My next door neighbor was yelling through my intercom. Today was move-out day. I'd been up since before five, packing and cleaning and panicking. I'd thrown everything left into the basement and smiled through the walk-through. The young couple buying my place LOVE it. They love the character and Turbo's hard work. And Michael Kraiger's hard work, and Al Huckabee's hard work. And my hard work. I hope they don't hate me when the first 100-year-old problem occurs.
I'd then raced up to the Heights in Henry to pick up Kraiger, who was helping me move the last bits out of the basement and into the garage, then going with me to drop my month's supplies in Manhattan. We'd gotten in about 40 minutes ago and now were sweeping and scrubbing the condo. Closing was in 20 minutes, though I wasn't attending. I'd signed over power of attorney to my lawyer. Closings are horribly dull and mostly consist of signing one's name a lot.

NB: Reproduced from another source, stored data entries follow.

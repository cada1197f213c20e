use lazy_static::lazy_static;

use crate::{
    ast::ast::{BinaryOperator, Node, PrefixOperator},
    lexer::tokens::{Token, TokenKind},
};

use super::parser::{ParseResult, Parser};

/// Whether a precedence level folds one operator or any number of them.
#[derive(PartialEq, Clone, Copy, Debug)]
pub enum BinOpChain {
    /// `a == b == c` is not a chain; the second `==` is left to the caller.
    Once,
    Infinite,
}

/// An infix operator recognised at some precedence level.
#[derive(PartialEq, Clone, Debug)]
pub enum InfixOp {
    Bin(BinaryOperator),
    /// `catch` with its optional `|err|` capture.
    Catch(Option<String>),
}

pub type Production = fn(&mut Parser) -> ParseResult<Node>;
pub type OpParser = fn(&mut Parser) -> ParseResult<(Token, InfixOp)>;

// Dense tables indexed by `TokenKind as usize`; most entries are `None`.
pub type BinOpLookup = [Option<BinaryOperator>; TokenKind::COUNT];
pub type PrefixOpLookup = [Option<PrefixOperator>; TokenKind::COUNT];

fn create_bin_op_lookup(entries: &[(TokenKind, BinaryOperator)]) -> BinOpLookup {
    let mut lookup = [None; TokenKind::COUNT];
    for &(kind, op) in entries {
        lookup[kind as usize] = Some(op);
    }
    lookup
}

fn create_prefix_op_lookup(entries: &[(TokenKind, PrefixOperator)]) -> PrefixOpLookup {
    let mut lookup = [None; TokenKind::COUNT];
    for &(kind, op) in entries {
        lookup[kind as usize] = Some(op);
    }
    lookup
}

lazy_static! {
    pub static ref ASSIGN_OPS: BinOpLookup = create_bin_op_lookup(&[
        (TokenKind::Eq, BinaryOperator::Assign),
        (TokenKind::StarEq, BinaryOperator::AssignTimes),
        (TokenKind::StarPercentEq, BinaryOperator::AssignTimesWrap),
        (TokenKind::SlashEq, BinaryOperator::AssignDiv),
        (TokenKind::PercentEq, BinaryOperator::AssignMod),
        (TokenKind::PlusEq, BinaryOperator::AssignPlus),
        (TokenKind::PlusPercentEq, BinaryOperator::AssignPlusWrap),
        (TokenKind::MinusEq, BinaryOperator::AssignMinus),
        (TokenKind::MinusPercentEq, BinaryOperator::AssignMinusWrap),
        (TokenKind::LessLessEq, BinaryOperator::AssignBitShiftLeft),
        (TokenKind::GreaterGreaterEq, BinaryOperator::AssignBitShiftRight),
        (TokenKind::AmpersandEq, BinaryOperator::AssignBitAnd),
        (TokenKind::CaretEq, BinaryOperator::AssignBitXor),
        (TokenKind::PipeEq, BinaryOperator::AssignBitOr),
    ]);

    pub static ref BOOL_OR_OPS: BinOpLookup =
        create_bin_op_lookup(&[(TokenKind::KeywordOr, BinaryOperator::BoolOr)]);

    pub static ref BOOL_AND_OPS: BinOpLookup =
        create_bin_op_lookup(&[(TokenKind::KeywordAnd, BinaryOperator::BoolAnd)]);

    pub static ref COMPARE_OPS: BinOpLookup = create_bin_op_lookup(&[
        (TokenKind::EqEq, BinaryOperator::CmpEq),
        (TokenKind::BangEq, BinaryOperator::CmpNotEq),
        (TokenKind::Less, BinaryOperator::CmpLessThan),
        (TokenKind::Greater, BinaryOperator::CmpGreaterThan),
        (TokenKind::LessEq, BinaryOperator::CmpLessOrEq),
        (TokenKind::GreaterEq, BinaryOperator::CmpGreaterOrEq),
    ]);

    // `catch` shares this level but carries a payload, see `parse_bitwise_op`.
    pub static ref BITWISE_OPS: BinOpLookup = create_bin_op_lookup(&[
        (TokenKind::Ampersand, BinaryOperator::BinAnd),
        (TokenKind::Caret, BinaryOperator::BinXor),
        (TokenKind::Pipe, BinaryOperator::BinOr),
        (TokenKind::KeywordOrElse, BinaryOperator::UnwrapOptional),
    ]);

    pub static ref BIT_SHIFT_OPS: BinOpLookup = create_bin_op_lookup(&[
        (TokenKind::LessLess, BinaryOperator::BitShiftLeft),
        (TokenKind::GreaterGreater, BinaryOperator::BitShiftRight),
    ]);

    pub static ref ADDITION_OPS: BinOpLookup = create_bin_op_lookup(&[
        (TokenKind::Plus, BinaryOperator::Add),
        (TokenKind::Minus, BinaryOperator::Sub),
        (TokenKind::PlusPlus, BinaryOperator::ArrayCat),
        (TokenKind::PlusPercent, BinaryOperator::AddWrap),
        (TokenKind::MinusPercent, BinaryOperator::SubWrap),
    ]);

    pub static ref MULTIPLY_OPS: BinOpLookup = create_bin_op_lookup(&[
        (TokenKind::PipePipe, BinaryOperator::MergeErrorSets),
        (TokenKind::Star, BinaryOperator::Mult),
        (TokenKind::Slash, BinaryOperator::Div),
        (TokenKind::Percent, BinaryOperator::Mod),
        (TokenKind::StarStar, BinaryOperator::ArrayMult),
        (TokenKind::StarPercent, BinaryOperator::MultWrap),
    ]);

    // `try` and `await` are prefix operators too but build their own nodes.
    pub static ref PREFIX_OPS: PrefixOpLookup = create_prefix_op_lookup(&[
        (TokenKind::Bang, PrefixOperator::BoolNot),
        (TokenKind::Minus, PrefixOperator::Negation),
        (TokenKind::Tilde, PrefixOperator::BinNot),
        (TokenKind::MinusPercent, PrefixOperator::NegationWrap),
        (TokenKind::Ampersand, PrefixOperator::AddrOf),
    ]);
}
/// TopLevelDecl
///     <- (KEYWORD_export / KEYWORD_extern STRINGLITERALSINGLE? / KEYWORD_inline / KEYWORD_noinline)? FnProto (SEMICOLON / Block)
///      / (KEYWORD_export / KEYWORD_extern STRINGLITERALSINGLE?)? KEYWORD_threadlocal? VarDecl
///      / KEYWORD_usingnamespace Expr SEMICOLON
fn parse_top_level_decl(
    parser: &mut Parser,
    visib_mod: VisibMod,
    doc_comments: Option<String>,
) -> ParseResult {
    let first = [
        TokenKind::KeywordExport,
        TokenKind::KeywordExtern,
        TokenKind::KeywordInline,
        TokenKind::KeywordNoInline,
    ]
    .iter()
    .find_map(|kind| parser.eat_if(*kind));

    if let Some(first) = first {
        let is_export = first.kind == TokenKind::KeywordExport;
        let is_extern = first.kind == TokenKind::KeywordExtern;
        let lib_name = if is_extern {
            parser
                .eat_if(TokenKind::StringLiteral)
                .map(|token| token.text().to_string())
        } else {
            None
        };

        if is_export || is_extern {
            if let Some((_, mut var)) = parse_threadlocal_var_decl(parser)? {
                var.visib_mod = visib_mod;
                var.doc_comments = doc_comments;
                var.is_export = is_export;
                var.is_extern = is_extern;
                var.lib_name = lib_name;
                return Ok(Some(parser.node(&first, NodeKind::VariableDeclaration(var))));
            }
        }

        if let Some((_, mut proto)) = parse_fn_proto_decl(parser)? {
            proto.visib_mod = visib_mod;
            proto.doc_comments = doc_comments;
            proto.is_export = is_export;
            proto.is_extern = is_extern;
            proto.lib_name = lib_name;
            proto.fn_inline = match first.kind {
                TokenKind::KeywordInline => FnInline::Always,
                TokenKind::KeywordNoInline => FnInline::Never,
                _ => FnInline::Auto,
            };
            return finish_fn_decl(parser, first.span.start, proto).map(Some);
        }

        return Err(parser.invalid_token());
    }

    if let Some((position, mut var)) = parse_threadlocal_var_decl(parser)? {
        var.visib_mod = visib_mod;
        var.doc_comments = doc_comments;
        return Ok(Some(parser.node_at(position, NodeKind::VariableDeclaration(var))));
    }

    if let Some((position, mut proto)) = parse_fn_proto_decl(parser)? {
        proto.visib_mod = visib_mod;
        proto.doc_comments = doc_comments;
        return finish_fn_decl(parser, position, proto).map(Some);
    }

    if let Some(token) = parser.eat_if(TokenKind::KeywordUsingNamespace) {
        let expr = parser.expect_node(parse_expr)?;
        parser.expect(TokenKind::Semicolon)?;
        return Ok(Some(parser.node(
            &token,
            NodeKind::UsingNamespace(UsingNamespace {
                expr: expr.boxed(),
                visib_mod,
            }),
        )));
    }

    Ok(None)
}
//! Parser state and the entry point for building the Abstract Syntax Tree.
//!
//! The grammar is parsed by plain recursive descent. Every production is a
//! free function taking the `Parser` by mutable reference and returning a
//! [`ParseResult`]:
//!
//! - `Ok(Some(node))` when the production matched,
//! - `Ok(None)` when the current token cannot start the production,
//! - `Err(error)` once the production has committed and the input is malformed.
//!
//! Absence is ordinary control flow and is never logged. An error aborts the
//! whole parse; no production catches one.

use tracing::{debug, trace};

use crate::{
    ast::ast::{Node, NodeKind},
    errors::errors::{Error, ErrorImpl},
    lexer::tokens::{Token, TokenKind, TokenPayload},
    DiagnosticConfig, Position, Span, UnitId,
};

use super::stmt::parse_root;

/// Result of a grammar production. `Ok(None)` means "no match here".
pub type ParseResult<T = Node> = Result<Option<T>, Error>;

/// The mutable state of a single parse.
///
/// The cursor is the only field that changes while parsing. A `Parser` is
/// created per call to [`parse`] and never shared.
pub struct Parser {
    /// The token sequence, always terminated by `Eof`
    tokens: Vec<Token>,
    /// Index of the current token
    pos: usize,
    /// Compilation unit stamped on every node
    owner: UnitId,
    /// Rendering options copied onto raised errors
    config: DiagnosticConfig,
}

impl Parser {
    /// Creates a new Parser instance.
    ///
    /// # Arguments
    ///
    /// * `tokens` - Token sequence to parse; an `Eof` token is appended if missing
    /// * `owner` - Handle of the compilation unit being parsed
    /// * `config` - Diagnostic options for errors raised by this parse
    ///
    /// # Returns
    ///
    /// A new Parser with its cursor on the first token.
    pub fn new(mut tokens: Vec<Token>, owner: UnitId, config: DiagnosticConfig) -> Self {
        if tokens.last().map(|token| token.kind) != Some(TokenKind::Eof) {
            let end = tokens
                .last()
                .map(|token| token.span.end)
                .unwrap_or_else(Position::null);
            tokens.push(Token {
                kind: TokenKind::Eof,
                span: Span { start: end, end },
                payload: TokenPayload::None,
            });
        }

        Parser {
            tokens,
            pos: 0,
            owner,
            config,
        }
    }

    /// Returns the token `offset` places after the cursor.
    ///
    /// Reads past the end yield the terminating `Eof`.
    pub fn peek(&self, offset: usize) -> &Token {
        let last = self.tokens.len() - 1;
        &self.tokens[(self.pos + offset).min(last)]
    }

    /// Returns the current token without advancing.
    pub fn current_token(&self) -> &Token {
        self.peek(0)
    }

    /// Returns the kind of the current token.
    pub fn current_token_kind(&self) -> TokenKind {
        self.peek(0).kind
    }

    /// Index of the current token.
    pub fn cursor(&self) -> usize {
        self.pos
    }

    /// Returns the current token and advances past it.
    pub fn eat(&mut self) -> Token {
        let token = self.current_token().clone();
        self.pos += 1;
        token
    }

    /// Advances past the current token only if it has the given kind.
    pub fn eat_if(&mut self, kind: TokenKind) -> Option<Token> {
        if self.current_token_kind() == kind {
            Some(self.eat())
        } else {
            None
        }
    }

    /// Expects a token of the specified kind.
    ///
    /// # Arguments
    ///
    /// * `expected` - The required TokenKind
    ///
    /// # Returns
    ///
    /// The consumed token, or an `ExpectedToken` error positioned at the
    /// token that was found instead.
    pub fn expect(&mut self, expected: TokenKind) -> Result<Token, Error> {
        if let Some(token) = self.eat_if(expected) {
            return Ok(token);
        }

        let found = self.current_token();
        Err(self.error(
            ErrorImpl::ExpectedToken {
                expected,
                found: found.kind,
            },
            found.span.start,
        ))
    }

    /// Undoes the last `eat`.
    ///
    /// Only used at the bounded lookahead sites of the grammar, which never
    /// undo more than two tokens.
    pub fn put_back(&mut self) {
        self.pos = self.pos.saturating_sub(1);
        trace!(cursor = self.pos, kind = ?self.current_token_kind(), "put back token");
    }

    /// Returns the source position of the current token.
    pub fn get_position(&self) -> Position {
        self.current_token().span.start
    }

    /// Builds a node positioned at `token`.
    pub fn node(&self, token: &Token, kind: NodeKind) -> Node {
        Node::new(kind, token.span.start, self.owner)
    }

    /// Builds a node at an explicit position.
    pub fn node_at(&self, position: Position, kind: NodeKind) -> Node {
        Node::new(kind, position, self.owner)
    }

    /// Creates a syntax error carrying this parse's color mode.
    pub fn error(&self, error_impl: ErrorImpl, position: Position) -> Error {
        trace!(%position, error = %error_impl, "syntax error");
        Error::new(error_impl, position).with_color(self.config.color)
    }

    /// "invalid token" error at the current token.
    pub fn invalid_token(&self) -> Error {
        let token = self.current_token();
        self.error(ErrorImpl::InvalidToken { found: token.kind }, token.span.start)
    }

    /// Runs a production that must match, turning absence into an
    /// "invalid token" error at the current token.
    pub fn expect_node<T>(
        &mut self,
        production: impl FnOnce(&mut Parser) -> ParseResult<T>,
    ) -> Result<T, Error> {
        match production(self)? {
            Some(node) => Ok(node),
            None => Err(self.invalid_token()),
        }
    }

    /// Parses `production (sep production)*`.
    ///
    /// Stops at the first absence or at the first missing separator, so a
    /// trailing separator is accepted.
    ///
    /// # Returns
    ///
    /// The matched items in order, possibly empty.
    pub fn parse_list<T>(
        &mut self,
        sep: TokenKind,
        production: impl Fn(&mut Parser) -> ParseResult<T>,
    ) -> Result<Vec<T>, Error> {
        let mut list = Vec::new();
        while let Some(item) = production(self)? {
            list.push(item);
            if self.eat_if(sep).is_none() {
                break;
            }
        }
        Ok(list)
    }
}

/// Parses a complete token sequence into the root container of a unit.
///
/// # Arguments
///
/// * `tokens` - The finished token sequence, terminated by `Eof`
/// * `owner` - Handle stored on every node of the resulting tree
/// * `config` - Controls how a syntax error would be rendered
///
/// # Returns
///
/// The root `ContainerDecl` node with `is_root` set, or the first syntax
/// error. Leftover tokens after the last member are an error.
pub fn parse(tokens: Vec<Token>, owner: UnitId, config: DiagnosticConfig) -> Result<Node, Error> {
    debug!(tokens = tokens.len(), owner = owner.0, "parsing unit");

    let mut parser = Parser::new(tokens, owner, config);
    let root = parse_root(&mut parser)?;

    debug!(nodes = root.node_count(), owner = owner.0, "parsed unit");
    Ok(root)
}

Casey buzzed again as I raced to the front door. I opened it to find not just Casey but also Larry from two doors down. Both are 65 years old and retired. Casey is originally from North Carolina and has been in an interracial marriage for 35 years, since it was a lot harder than it is today. Larry lived in my apartment when he was four years old. He said it was really cold then, with only two coal-fired stoves for heat.
They both looked really unhappy. For a second I was honored that they were sad I was leaving. Then it dawned on me.
"I hate to be the bearer of bad news," drawled Casey in his southern accent.
"I got the boot."
They both nodded. Henry the Ford Taurus was clamped and couldn't move.
The parking man zipped by then in his little electric car. Larry ran out into the street and waved him down, and I went and argued for a while.
"I've only been here 40 minutes. I was up in the Heights! I haven't been here two hours."
"It doesn't matter. Your car was here at 9 a.m. That's more than two hours."
"But I left."
I argued and argued until he finally said, "Look, it's too late. I already put it in the computer. There's nothing I can do."
So Kraiger and I loaded everything into Henry. I didn't own the condo anymore. I had to get out.
Casey offered me a lift up to the Parking Bureau in his 1994 Ford Taurus. He even waited while I ran in and paid the $75 fine. (It's $125 for second offenses but fortunately my first didn't seem to be on record).
Henry was un-booted by the time we got back. I hugged Casey good-bye, took one last look at my beautiful home, where the sunlight was hitting the golden heart pine floor through the stained glass, and locked the door. Henry was about to cry, so Kraiger and I rushed off.